Goretti Xalxo and her association, Pahunch, got involve right away to help them by trying to find food and shelter for some 800-900 people.
Whilst the 196 families did not return to their villages of origin, the others made the return journey, covering 1,600 km on foot or on makeshift transportation until they reached Chotanagpur.
“These people have been unemployed for the past eight months,” Goretti Xalxo explained. “All of them are daily labourers. Some work in factories, others on construction sites, still others as domestic help in some homes. Their children are the first generation of learners.”
“Despite all these difficulties, they rejoiced in the birth of Jesus. Faith is much stronger than the pain and suffering they have gone through.” One of them is Julie Barwa, 49, a migrant from Odisha (Orissa).

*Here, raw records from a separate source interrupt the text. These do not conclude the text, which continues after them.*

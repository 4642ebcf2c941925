//! Signal-driven control events for launchd and systemd, which stop a
//! service by sending SIGTERM.

use nix::sys::signal::{SigSet, Signal};
use tracing::{info, warn};

use crate::bridge::{ControlBridge, ControlEvent, ControlEvents, LogReporter, RunErrors};
use crate::error::{Result, ServiceError};
use crate::service::Program;

/// SIGINT/SIGTERM blocked on the current thread and consumed with `sigwait`.
pub struct SignalEvents {
    set: SigSet,
}

impl SignalEvents {
    /// Must be called before the hosted program spawns threads so they
    /// inherit the mask and the signals are left for `sigwait`.
    pub fn block() -> Result<Self> {
        let mut set = SigSet::empty();
        set.add(Signal::SIGINT);
        set.add(Signal::SIGTERM);
        set.thread_block()
            .map_err(|e| ServiceError::invocation("pthread_sigmask", e))?;
        Ok(Self { set })
    }
}

impl ControlEvents for SignalEvents {
    fn next_event(&mut self) -> Option<ControlEvent> {
        match self.set.wait() {
            Ok(Signal::SIGINT) => Some(ControlEvent::Stop),
            Ok(Signal::SIGTERM) => Some(ControlEvent::Shutdown),
            Ok(other) => Some(ControlEvent::Other(other as i32 as u32)),
            Err(e) => {
                warn!("sigwait failed: {}", e);
                None
            }
        }
    }
}

impl Drop for SignalEvents {
    fn drop(&mut self) {
        if let Err(e) = self.set.thread_unblock() {
            warn!("failed to unblock signals: {}", e);
        }
    }
}

/// Run `program` until SIGINT or SIGTERM arrives.
pub fn run_until_signalled(name: &str, mut program: Box<dyn Program>) -> Result<()> {
    let errors = RunErrors::default();
    let mut events = SignalEvents::block()?;
    let mut reporter = LogReporter::new(name);

    let exit = ControlBridge::new(&errors).run(program.as_mut(), &mut events, &mut reporter);
    drop(events);
    info!("service {} exited ({:?})", name, exit);

    errors.into_result(Ok(()))
}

“Julie works at a packaging company,” Goretti Xalxo said. “Her salary was cut by 30 per cent. All of them are struggling to make ends meet. Yet, no one is asking for help because they are reserved. This is the nature of tribal people; they do not know how to ask.”
“Our role is to empower them, to understand their needs, and to ask that their rights are respected. It is their right to have a decent living, the right to life and to food.”
Goretti Xalxo has been nicknamed a “COVID warrior” for her commitment and help to the victims of the lockdown.
Sister Sarla, a member of Congregation of the Daughters of the Cross, is another “COVID warrior”, but for her work among the sick. She heads St Elizabeth's Hospital, in Malabar Hill.
“As a doctor,” she explained, “I had to face the challenges related to the coronavirus pandemic, taking care especially of those who have the worst symptoms.
“COVID patients admitted to hospital are sometimes reluctant to disclose their previous illnesses and this makes treating them more difficult. My faith has helped me a lot, to overcome my fears and the fears of others.”